An enhanced LBP-based technique with varied size of sliding window approach for handwritten Arabic digit recognition

• To cite this article: Al-wajih, E., Ghazali, R. An enhanced LBP-based technique with various size of sliding window approach for handwritten Arabic digit recognition. Multimed Tools Appl 80, 24399–24418 (2021). https://doi.org/10.1007/s11042-021-10762-x

• Source Code (MATLAB): EnhancedLBPbasedTechnique

• Abstract: Many variations of local binary pattern (LBP) were proposed to enhance its performance, including uniform local binary pattern (ULBP), center-symmetric local binary patterns (CS-LBP), center symmetric local ternary patterns (CS-LTP), center symmetric local multilevel pattern (CS-LMP), etc. In this paper, the accuracies of LBP technique and its variations are enhanced using four different sizes of a sliding window approach. This approach is used for investigating whether the features extracted by LBP are significant enough or its versions are needed as well. Five LBP-based techniques have been used including LBP, CS-LBP, CS-LTP, CS-LMP, and U2LBP. They have been applied to an Arabic digit image dataset called MAHDBase. Support vector machine (SVM) and random forests are utilized as classifiers. The experimental results show that the obtained accuracies have been improved by 19.56%, 21.43%, 5.63%, 6.51% and 5.62% for CS-LBP, CS-LMP, U2LBP, CS-LTP, and LBP, respectively, when the sliding window approach has been applied and SVM with linear kernel has been used as a classifier. Moreover, the results show that there is no need to use LBP variations to enhance the accuracy if the sliding window is applied because the highest accuracy has been acquired using LBP. At the end, the accuracy of proposed systems has been compared against other state-of-the-art LBP-based techniques showing the significance of the proposed systems.
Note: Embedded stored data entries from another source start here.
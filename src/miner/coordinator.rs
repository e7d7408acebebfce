//! Miner that drives splitter, page parser and extractor over a dump

use super::progress::MiningProgress;
use super::status::{ExtractionBatch, ExtractionOutcome, MiningStatus};
use crate::config::SplitterConfig;
use crate::dump::{DumpSource, Page, PageParser, Splitter};
use crate::error::MinerError;
use crate::grammar::Grammar;
use std::panic::{self, AssertUnwindSafe};
use std::path::{Path, PathBuf};
use std::sync::atomic::AtomicBool;
use std::sync::Arc;
use tracing::{debug, info, warn};

/// Options for a mining run
#[derive(Debug, Clone, Default)]
pub struct MinerOptions {
    /// Namespace filter and chunking for the streaming path
    pub splitter: SplitterConfig,
    /// No progress output
    pub quiet: bool,
}

/// Mines transcriptions from a dump with one grammar
pub struct Miner {
    grammar: Grammar,
    options: MinerOptions,
    parser: PageParser,
    cancelled: Arc<AtomicBool>,
}

impl Miner {
    pub fn new(grammar: Grammar, options: MinerOptions) -> Self {
        Self {
            grammar,
            options,
            parser: PageParser::new(false),
            cancelled: Arc::new(AtomicBool::new(false)),
        }
    }

    pub fn grammar(&self) -> &Grammar {
        &self.grammar
    }

    /// Flag that stops the run after the current batch when set
    pub fn cancel_handle(&self) -> Arc<AtomicBool> {
        self.cancelled.clone()
    }

    /// Mine a dump file, or every chunk file under a directory
    pub fn mine_path(&self, path: &Path, from_dir: bool) -> Result<MiningStatus, MinerError> {
        if from_dir {
            self.mine_directory(path)
        } else {
            self.mine_source(DumpSource::open(path)?)
        }
    }

    /// Stream a dump through the splitter, one batch per chunk
    pub fn mine_source(&self, source: DumpSource) -> Result<MiningStatus, MinerError> {
        info!(
            "Mining {} with the '{}' grammar",
            source.source_name(),
            self.grammar.language()
        );

        let progress = MiningProgress::new(self.options.quiet, self.cancelled.clone());
        let mut status = MiningStatus::new();

        for chunk in Splitter::new(source, &self.options.splitter)?.chunks() {
            if progress.is_cancelled() {
                info!("Mining cancelled");
                break;
            }

            let chunk = chunk?;
            let pages = self.parser.parse_str(&chunk.contents)?;
            let batch = self.extract_from_pages(&pages);
            let batch_pages = batch.pages_total();
            status.fold(batch);
            progress.batch_processed(batch_pages, &status);

            debug!(
                "Chunk {}: {} pages ({} seen, {} in namespace) | {}",
                chunk.index,
                chunk.pages,
                chunk.pages_total,
                chunk.pages_matching_namespace,
                status.summary_line()
            );
        }

        progress.finish(&status);
        info!("Mining finished: {}", status.summary_line());
        Ok(status)
    }

    /// Mine every `*.xml` file under `dir` in file name order
    pub fn mine_directory(&self, dir: &Path) -> Result<MiningStatus, MinerError> {
        if !dir.is_dir() {
            return Err(MinerError::InvalidFormat(format!(
                "not a directory: {}",
                dir.display()
            )));
        }

        let files = xml_files(dir)?;
        info!(
            "Mining {} chunk files under {} with the '{}' grammar",
            files.len(),
            dir.display(),
            self.grammar.language()
        );

        let progress = MiningProgress::new(self.options.quiet, self.cancelled.clone());
        let mut status = MiningStatus::new();

        for file in files {
            if progress.is_cancelled() {
                info!("Mining cancelled");
                break;
            }

            let pages = self.parser.parse_file(&file)?;
            let batch = self.extract_from_pages(&pages);
            let batch_pages = batch.pages_total();
            status.fold(batch);
            progress.batch_processed(batch_pages, &status);

            debug!("{}: {} pages | {}", file.display(), batch_pages, status.summary_line());
        }

        progress.finish(&status);
        info!("Mining finished: {}", status.summary_line());
        Ok(status)
    }

    /// Run the extractor over a batch of pages
    pub fn extract_from_pages(&self, pages: &[Page]) -> ExtractionBatch {
        let mut batch = ExtractionBatch::default();
        for page in pages {
            match self.extract_page(page) {
                Some(outcome) => batch.push(outcome),
                None => {
                    batch.pages_failed += 1;
                    batch.push(ExtractionOutcome::failed(&page.id, &page.title));
                }
            }
        }
        batch
    }

    /// Mine one page; `None` if the extraction panicked
    fn extract_page(&self, page: &Page) -> Option<ExtractionOutcome> {
        let extraction = panic::catch_unwind(AssertUnwindSafe(|| {
            self.grammar.extract(&page.revision_text)
        }));

        let extraction = match extraction {
            Ok(extraction) => extraction,
            Err(_) => {
                warn!("Extraction panicked on page {} '{}'", page.id, page.title);
                return None;
            }
        };

        // A transcription without a word is useless
        let transcription = if page.title.is_empty() {
            None
        } else {
            extraction.transcription
        };

        Some(ExtractionOutcome {
            id: page.id.clone(),
            title: page.title.clone(),
            found_block: extraction.found_block,
            found_transcription: transcription.is_some(),
            transcription,
        })
    }
}

/// `*.xml` files under `dir`, in file name order
fn xml_files(dir: &Path) -> Result<Vec<PathBuf>, MinerError> {
    let mut files = Vec::new();
    for entry in walkdir::WalkDir::new(dir).sort_by_file_name() {
        let entry = entry.map_err(std::io::Error::from)?;
        if entry.file_type().is_file() && entry.path().extension().is_some_and(|ext| ext == "xml") {
            files.push(entry.into_path());
        }
    }
    Ok(files)
}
• In this study, all experiments were implemented as the following. Digit image was scaled into 32x32 pixels and then a sliding window of 50% overlap was passed vertically and horizontally making local regions. Then, features were extracted from each region and then all features of every region were concatenated producing feature vectors. For classification, random forest and SVM classifiers were used to investigate and answer the research questions. Moreover, there are some important parameters for the classifiers which are “number of trees” and “number of features” for random forest and the kernel function for SVM. Random forest classifier was set up using 70 trees. In addition, the significant number of trees was proven to be between 64 and 128, and the subset of features have been defined using (⌊log_2⁡〖(#features)+1)〗 ⌋). Linear function was used as the kernel function in SVM.